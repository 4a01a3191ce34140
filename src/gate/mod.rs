//! Risk gate
//!
//! Validates and sizes incoming signals against ledger state and configured
//! limits, short-circuiting on the first failed check. An approved signal
//! has its sized amount locked in the ledger and becomes an `OrderIntent`;
//! a rejected signal records its reason and touches nothing.
//!
//! The check-then-act sequence is not linearizable across concurrent
//! signals for the same strategy; callers must serialize per strategy (the
//! engine processes one strategy's signals sequentially). Signals for
//! different strategies are fully independent.

mod sizing;

pub use sizing::{sizer_for, FixedSizer, FractionSizer, SignalSizer};

use crate::error::{EngineError, Result};
use crate::exchange::TimeInForce;
use crate::ledger::CapitalLedger;
use crate::signal::{Side, Signal};
use crate::store::{OrderStore, StrategyStore};
use crate::strategy::StrategyId;
use chrono::Utc;
use rust_decimal::Decimal;
use std::sync::Arc;

/// An approved, sized, capital-backed order instruction
#[derive(Debug, Clone)]
pub struct OrderIntent {
    pub strategy_id: StrategyId,
    /// Idempotency key of the originating signal
    pub source_trade_id: String,
    pub market_id: String,
    pub token_id: String,
    pub side: Side,
    /// Signal price; the placement layer applies slippage on top
    pub price: Decimal,
    /// Dollars locked for this order
    pub size_usd: Decimal,
    pub time_in_force: TimeInForce,
    /// Deterministic per (strategy, signal); stable across retries
    pub client_request_id: String,
}

/// Why the gate refused a signal
#[derive(Debug, Clone, PartialEq)]
pub enum RejectionReason {
    StrategyInactive,
    StrategyPaused,
    DuplicateSignal,
    BelowMinOrderSize { sized: Decimal, min: Decimal },
    AboveMaxOrderSize { sized: Decimal, max: Decimal },
    DailyBudgetExhausted { sized: Decimal, remaining: Decimal },
    InsufficientCapital { sized: Decimal, available: Decimal },
}

impl RejectionReason {
    /// Stable label for logs, metrics, and user-visible rejection records
    pub fn as_label(&self) -> &'static str {
        match self {
            RejectionReason::StrategyInactive => "strategy_inactive",
            RejectionReason::StrategyPaused => "strategy_paused",
            RejectionReason::DuplicateSignal => "duplicate_signal",
            RejectionReason::BelowMinOrderSize { .. } => "below_min_order_size",
            RejectionReason::AboveMaxOrderSize { .. } => "above_max_order_size",
            RejectionReason::DailyBudgetExhausted { .. } => "daily_budget_exhausted",
            RejectionReason::InsufficientCapital { .. } => "insufficient_capital",
        }
    }
}

/// Outcome of evaluating one signal
#[derive(Debug, Clone)]
pub enum GateDecision {
    /// Capital is locked; hand the intent to order placement
    Approved(OrderIntent),
    /// Nothing was touched
    Rejected(RejectionReason),
}

/// The risk gate for all strategies
#[derive(Clone)]
pub struct RiskGate {
    strategies: Arc<dyn StrategyStore>,
    orders: Arc<dyn OrderStore>,
    ledger: CapitalLedger,
}

impl RiskGate {
    /// Create a gate over the given stores
    pub fn new(
        strategies: Arc<dyn StrategyStore>,
        orders: Arc<dyn OrderStore>,
        ledger: CapitalLedger,
    ) -> Self {
        Self {
            strategies,
            orders,
            ledger,
        }
    }

    /// Evaluate one signal for one strategy
    ///
    /// On approval the sized amount is already locked when this returns.
    pub async fn evaluate(&self, strategy_id: StrategyId, signal: &Signal) -> Result<GateDecision> {
        signal.validate()?;

        let strategy = self.strategies.get(strategy_id).await?;

        if !strategy.is_active {
            return Ok(self.reject(strategy_id, signal, RejectionReason::StrategyInactive));
        }
        if strategy.is_paused {
            return Ok(self.reject(strategy_id, signal, RejectionReason::StrategyPaused));
        }

        // Dedup on (strategy, source_trade_id): any existing order row,
        // including a rejected audit row, marks the signal as processed
        if self
            .orders
            .find_by_signal(strategy_id, &signal.source_trade_id)
            .await?
            .is_some()
        {
            return Ok(self.reject(strategy_id, signal, RejectionReason::DuplicateSignal));
        }

        let sized = sizer_for(&strategy.sizing).size(signal, &strategy);

        if sized < strategy.min_order_size {
            return Ok(self.reject(
                strategy_id,
                signal,
                RejectionReason::BelowMinOrderSize {
                    sized,
                    min: strategy.min_order_size,
                },
            ));
        }
        if sized > strategy.max_order_size {
            return Ok(self.reject(
                strategy_id,
                signal,
                RejectionReason::AboveMaxOrderSize {
                    sized,
                    max: strategy.max_order_size,
                },
            ));
        }

        if let Some(remaining) = strategy.daily_budget_remaining(Utc::now().date_naive()) {
            if remaining < sized {
                return Ok(self.reject(
                    strategy_id,
                    signal,
                    RejectionReason::DailyBudgetExhausted { sized, remaining },
                ));
            }
        }

        if strategy.available_cash < sized {
            return Ok(self.reject(
                strategy_id,
                signal,
                RejectionReason::InsufficientCapital {
                    sized,
                    available: strategy.available_cash,
                },
            ));
        }

        // The lock re-reads available cash under the store lock, so a
        // concurrent spend between the check above and here still cannot
        // overdraw; it surfaces as a rejection instead
        match self.ledger.lock(strategy_id, sized).await {
            Ok(_) => {}
            Err(EngineError::InsufficientCapital {
                requested,
                available,
            }) => {
                return Ok(self.reject(
                    strategy_id,
                    signal,
                    RejectionReason::InsufficientCapital {
                        sized: requested,
                        available,
                    },
                ));
            }
            Err(e) => return Err(e),
        }

        let intent = OrderIntent {
            strategy_id,
            source_trade_id: signal.source_trade_id.clone(),
            market_id: signal.market_id.clone(),
            token_id: signal.token_id.clone(),
            side: signal.side,
            price: signal.suggested_price,
            size_usd: sized,
            time_in_force: TimeInForce::Gtc,
            client_request_id: client_request_id(strategy_id, &signal.source_trade_id),
        };

        tracing::info!(
            strategy_id = %strategy_id,
            source_trade_id = %signal.source_trade_id,
            size_usd = %sized,
            "Signal approved, capital locked"
        );

        Ok(GateDecision::Approved(intent))
    }

    fn reject(
        &self,
        strategy_id: StrategyId,
        signal: &Signal,
        reason: RejectionReason,
    ) -> GateDecision {
        tracing::info!(
            strategy_id = %strategy_id,
            source_trade_id = %signal.source_trade_id,
            reason = reason.as_label(),
            "Signal rejected"
        );
        crate::telemetry::record_gate_rejection(reason.as_label());
        GateDecision::Rejected(reason)
    }
}

/// Deterministic client request id per (strategy, signal)
fn client_request_id(strategy_id: StrategyId, source_trade_id: &str) -> String {
    format!("mirror-{}-{}", strategy_id.simple(), source_trade_id)
}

> Requirement
Among the lines of the material above, tally those containing "String" and respond with the total only.

> Your solution
5